__PROBLEM TO WORK ON__. Take the data below and extract the lines from the one with "repository 7fd8e74528c41b73" to the one with "pub fn with_deadline(mut", inclusive, exactly as written.

__DATA PROVIDED__.

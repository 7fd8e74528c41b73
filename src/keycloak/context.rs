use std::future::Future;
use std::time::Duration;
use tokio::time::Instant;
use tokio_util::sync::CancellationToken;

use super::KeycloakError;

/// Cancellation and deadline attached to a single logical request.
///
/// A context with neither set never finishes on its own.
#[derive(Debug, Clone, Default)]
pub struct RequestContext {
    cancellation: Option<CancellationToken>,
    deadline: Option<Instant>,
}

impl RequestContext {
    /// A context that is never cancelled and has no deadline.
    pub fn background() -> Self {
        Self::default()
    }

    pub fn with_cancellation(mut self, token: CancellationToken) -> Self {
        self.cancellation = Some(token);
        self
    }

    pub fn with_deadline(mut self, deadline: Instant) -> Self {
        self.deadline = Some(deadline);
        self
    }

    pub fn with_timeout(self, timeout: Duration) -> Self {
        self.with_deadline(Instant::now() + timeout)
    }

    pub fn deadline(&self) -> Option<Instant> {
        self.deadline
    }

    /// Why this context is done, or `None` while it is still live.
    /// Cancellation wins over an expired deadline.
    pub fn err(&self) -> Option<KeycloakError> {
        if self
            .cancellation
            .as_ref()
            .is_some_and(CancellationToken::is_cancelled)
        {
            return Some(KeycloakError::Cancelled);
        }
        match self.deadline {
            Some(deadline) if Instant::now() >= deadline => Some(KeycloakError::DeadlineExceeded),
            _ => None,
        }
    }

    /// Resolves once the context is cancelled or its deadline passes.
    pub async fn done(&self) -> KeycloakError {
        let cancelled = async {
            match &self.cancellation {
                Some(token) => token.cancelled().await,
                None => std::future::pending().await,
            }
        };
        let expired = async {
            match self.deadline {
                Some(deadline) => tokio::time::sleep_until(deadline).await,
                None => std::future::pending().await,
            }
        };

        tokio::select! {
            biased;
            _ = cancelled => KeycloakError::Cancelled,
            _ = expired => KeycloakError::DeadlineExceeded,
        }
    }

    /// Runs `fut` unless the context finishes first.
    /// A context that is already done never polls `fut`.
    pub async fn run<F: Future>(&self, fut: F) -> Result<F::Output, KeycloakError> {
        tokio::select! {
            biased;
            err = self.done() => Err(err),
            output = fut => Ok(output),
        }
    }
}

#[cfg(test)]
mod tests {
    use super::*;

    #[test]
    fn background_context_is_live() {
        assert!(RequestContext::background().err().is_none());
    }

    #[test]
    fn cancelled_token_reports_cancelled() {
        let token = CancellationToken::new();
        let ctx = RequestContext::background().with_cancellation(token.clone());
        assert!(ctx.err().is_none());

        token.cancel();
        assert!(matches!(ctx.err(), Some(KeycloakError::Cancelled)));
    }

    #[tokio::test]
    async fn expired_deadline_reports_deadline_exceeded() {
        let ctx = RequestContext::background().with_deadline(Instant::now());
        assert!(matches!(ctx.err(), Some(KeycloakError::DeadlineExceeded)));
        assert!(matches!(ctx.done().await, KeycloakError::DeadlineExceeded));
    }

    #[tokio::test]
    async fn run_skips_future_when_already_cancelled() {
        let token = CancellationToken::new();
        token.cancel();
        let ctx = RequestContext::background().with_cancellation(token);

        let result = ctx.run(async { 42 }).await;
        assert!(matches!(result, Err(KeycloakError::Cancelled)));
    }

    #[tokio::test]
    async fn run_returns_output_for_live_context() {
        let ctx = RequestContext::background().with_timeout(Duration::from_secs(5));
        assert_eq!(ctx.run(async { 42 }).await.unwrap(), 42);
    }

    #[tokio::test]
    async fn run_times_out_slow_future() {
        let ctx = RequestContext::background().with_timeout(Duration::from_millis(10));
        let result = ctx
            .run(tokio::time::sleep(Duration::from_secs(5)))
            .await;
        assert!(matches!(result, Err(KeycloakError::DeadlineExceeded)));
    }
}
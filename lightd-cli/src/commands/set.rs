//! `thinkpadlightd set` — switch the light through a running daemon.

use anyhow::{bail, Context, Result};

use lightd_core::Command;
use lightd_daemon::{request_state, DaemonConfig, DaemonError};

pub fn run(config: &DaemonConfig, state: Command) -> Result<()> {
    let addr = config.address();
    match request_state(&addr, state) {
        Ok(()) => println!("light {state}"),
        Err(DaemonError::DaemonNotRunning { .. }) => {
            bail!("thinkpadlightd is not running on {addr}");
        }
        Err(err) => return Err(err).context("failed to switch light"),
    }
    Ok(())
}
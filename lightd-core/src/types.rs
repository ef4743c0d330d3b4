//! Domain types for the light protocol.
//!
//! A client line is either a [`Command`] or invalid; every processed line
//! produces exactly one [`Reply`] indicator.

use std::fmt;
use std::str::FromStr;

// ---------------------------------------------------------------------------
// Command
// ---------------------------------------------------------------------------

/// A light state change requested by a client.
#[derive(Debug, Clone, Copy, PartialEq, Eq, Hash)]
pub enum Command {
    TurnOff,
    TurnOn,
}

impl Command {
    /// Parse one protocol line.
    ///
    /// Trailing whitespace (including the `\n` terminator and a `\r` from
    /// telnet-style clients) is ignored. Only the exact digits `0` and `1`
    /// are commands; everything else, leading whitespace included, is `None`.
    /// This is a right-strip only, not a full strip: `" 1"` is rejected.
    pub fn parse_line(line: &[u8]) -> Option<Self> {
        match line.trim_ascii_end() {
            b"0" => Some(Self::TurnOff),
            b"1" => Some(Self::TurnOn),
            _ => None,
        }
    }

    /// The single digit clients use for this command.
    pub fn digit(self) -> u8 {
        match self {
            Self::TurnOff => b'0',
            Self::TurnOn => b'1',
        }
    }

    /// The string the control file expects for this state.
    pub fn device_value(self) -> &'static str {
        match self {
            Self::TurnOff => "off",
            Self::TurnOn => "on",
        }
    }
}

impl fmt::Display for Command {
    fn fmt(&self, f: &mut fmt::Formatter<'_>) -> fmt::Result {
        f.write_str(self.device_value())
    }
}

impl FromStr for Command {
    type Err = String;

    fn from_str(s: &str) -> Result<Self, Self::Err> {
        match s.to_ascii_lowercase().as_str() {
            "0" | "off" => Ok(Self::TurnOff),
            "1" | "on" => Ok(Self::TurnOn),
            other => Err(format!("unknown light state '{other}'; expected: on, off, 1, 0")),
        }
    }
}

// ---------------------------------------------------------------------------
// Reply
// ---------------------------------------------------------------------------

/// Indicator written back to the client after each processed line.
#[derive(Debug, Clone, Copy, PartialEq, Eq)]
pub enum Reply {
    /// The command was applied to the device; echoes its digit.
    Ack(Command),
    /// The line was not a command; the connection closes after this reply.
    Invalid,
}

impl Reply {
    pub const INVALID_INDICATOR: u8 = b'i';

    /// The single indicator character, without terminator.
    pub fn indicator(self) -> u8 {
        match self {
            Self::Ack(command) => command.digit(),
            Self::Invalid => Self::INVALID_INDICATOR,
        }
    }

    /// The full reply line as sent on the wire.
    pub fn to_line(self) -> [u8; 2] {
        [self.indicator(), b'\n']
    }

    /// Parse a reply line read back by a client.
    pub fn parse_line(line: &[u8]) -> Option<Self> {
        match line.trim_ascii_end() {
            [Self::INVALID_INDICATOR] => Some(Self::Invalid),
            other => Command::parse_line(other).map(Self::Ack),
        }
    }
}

--

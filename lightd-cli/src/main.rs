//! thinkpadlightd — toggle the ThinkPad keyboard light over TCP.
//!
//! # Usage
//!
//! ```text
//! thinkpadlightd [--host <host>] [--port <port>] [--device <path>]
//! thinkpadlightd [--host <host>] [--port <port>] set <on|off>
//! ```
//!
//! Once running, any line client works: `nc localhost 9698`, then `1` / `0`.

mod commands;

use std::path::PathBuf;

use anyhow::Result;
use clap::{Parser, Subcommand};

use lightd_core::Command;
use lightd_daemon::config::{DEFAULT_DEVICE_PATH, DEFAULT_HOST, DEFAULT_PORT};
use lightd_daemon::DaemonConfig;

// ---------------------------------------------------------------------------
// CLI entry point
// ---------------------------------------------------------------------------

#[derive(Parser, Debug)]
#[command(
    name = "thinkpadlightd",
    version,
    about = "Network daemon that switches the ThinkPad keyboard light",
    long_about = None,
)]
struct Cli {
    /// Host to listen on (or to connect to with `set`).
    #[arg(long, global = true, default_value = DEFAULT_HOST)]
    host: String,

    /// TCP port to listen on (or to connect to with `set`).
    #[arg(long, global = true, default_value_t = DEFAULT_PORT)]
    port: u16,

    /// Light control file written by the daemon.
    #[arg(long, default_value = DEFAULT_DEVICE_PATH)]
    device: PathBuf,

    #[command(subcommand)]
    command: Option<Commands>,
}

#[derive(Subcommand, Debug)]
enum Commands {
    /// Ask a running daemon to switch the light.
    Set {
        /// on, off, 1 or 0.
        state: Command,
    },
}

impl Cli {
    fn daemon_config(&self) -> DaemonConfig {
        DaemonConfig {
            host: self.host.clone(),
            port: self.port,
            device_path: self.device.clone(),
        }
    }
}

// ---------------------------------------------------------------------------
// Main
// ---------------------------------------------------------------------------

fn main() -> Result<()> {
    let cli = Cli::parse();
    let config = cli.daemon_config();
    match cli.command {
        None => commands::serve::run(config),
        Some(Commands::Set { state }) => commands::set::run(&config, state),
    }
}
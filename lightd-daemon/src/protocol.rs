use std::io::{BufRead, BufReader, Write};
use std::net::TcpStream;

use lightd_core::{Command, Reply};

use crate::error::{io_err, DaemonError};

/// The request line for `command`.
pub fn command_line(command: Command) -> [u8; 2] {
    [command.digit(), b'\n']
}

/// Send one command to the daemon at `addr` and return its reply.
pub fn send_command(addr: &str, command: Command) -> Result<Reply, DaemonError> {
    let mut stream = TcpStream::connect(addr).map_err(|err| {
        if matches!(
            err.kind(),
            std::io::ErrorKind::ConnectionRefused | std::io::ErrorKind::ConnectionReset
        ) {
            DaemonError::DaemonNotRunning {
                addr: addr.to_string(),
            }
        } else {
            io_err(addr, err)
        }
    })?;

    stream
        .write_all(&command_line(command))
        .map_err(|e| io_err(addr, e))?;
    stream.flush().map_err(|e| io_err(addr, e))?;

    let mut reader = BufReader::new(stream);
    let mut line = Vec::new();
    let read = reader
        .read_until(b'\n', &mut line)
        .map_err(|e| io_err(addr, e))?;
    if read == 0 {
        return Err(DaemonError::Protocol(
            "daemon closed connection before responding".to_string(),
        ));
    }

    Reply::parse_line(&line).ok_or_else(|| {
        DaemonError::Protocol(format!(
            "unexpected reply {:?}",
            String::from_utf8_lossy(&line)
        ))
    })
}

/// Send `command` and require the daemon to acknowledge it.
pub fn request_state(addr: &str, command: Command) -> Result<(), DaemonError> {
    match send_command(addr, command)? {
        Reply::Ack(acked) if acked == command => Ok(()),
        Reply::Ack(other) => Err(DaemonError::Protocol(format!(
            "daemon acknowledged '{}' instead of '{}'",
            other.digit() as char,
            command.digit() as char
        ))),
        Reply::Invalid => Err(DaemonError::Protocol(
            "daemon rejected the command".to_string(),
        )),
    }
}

__WRITTEN SOLUTION__.
repository 7fd8e74528c41b73
filename src/keycloak/context.rs
use std::future::Future;
use std::time::Duration;
use tokio::time::Instant;
use tokio_util::sync::CancellationToken;

use super::KeycloakError;

/// Cancellation and deadline attached to a single logical request.
///
/// A context with neither set never finishes on its own.
#[derive(Debug, Clone, Default)]
pub struct RequestContext {
    cancellation: Option<CancellationToken>,
    deadline: Option<Instant>,
}

impl RequestContext {
    /// A context that is never cancelled and has no deadline.
    pub fn background() -> Self {
        Self::default()
    }

    pub fn with_cancellation(mut self, token: CancellationToken) -> Self {
        self.cancellation = Some(token);
        self
    }

    pub fn with_deadline(mut self, deadline: Instant) -> Self {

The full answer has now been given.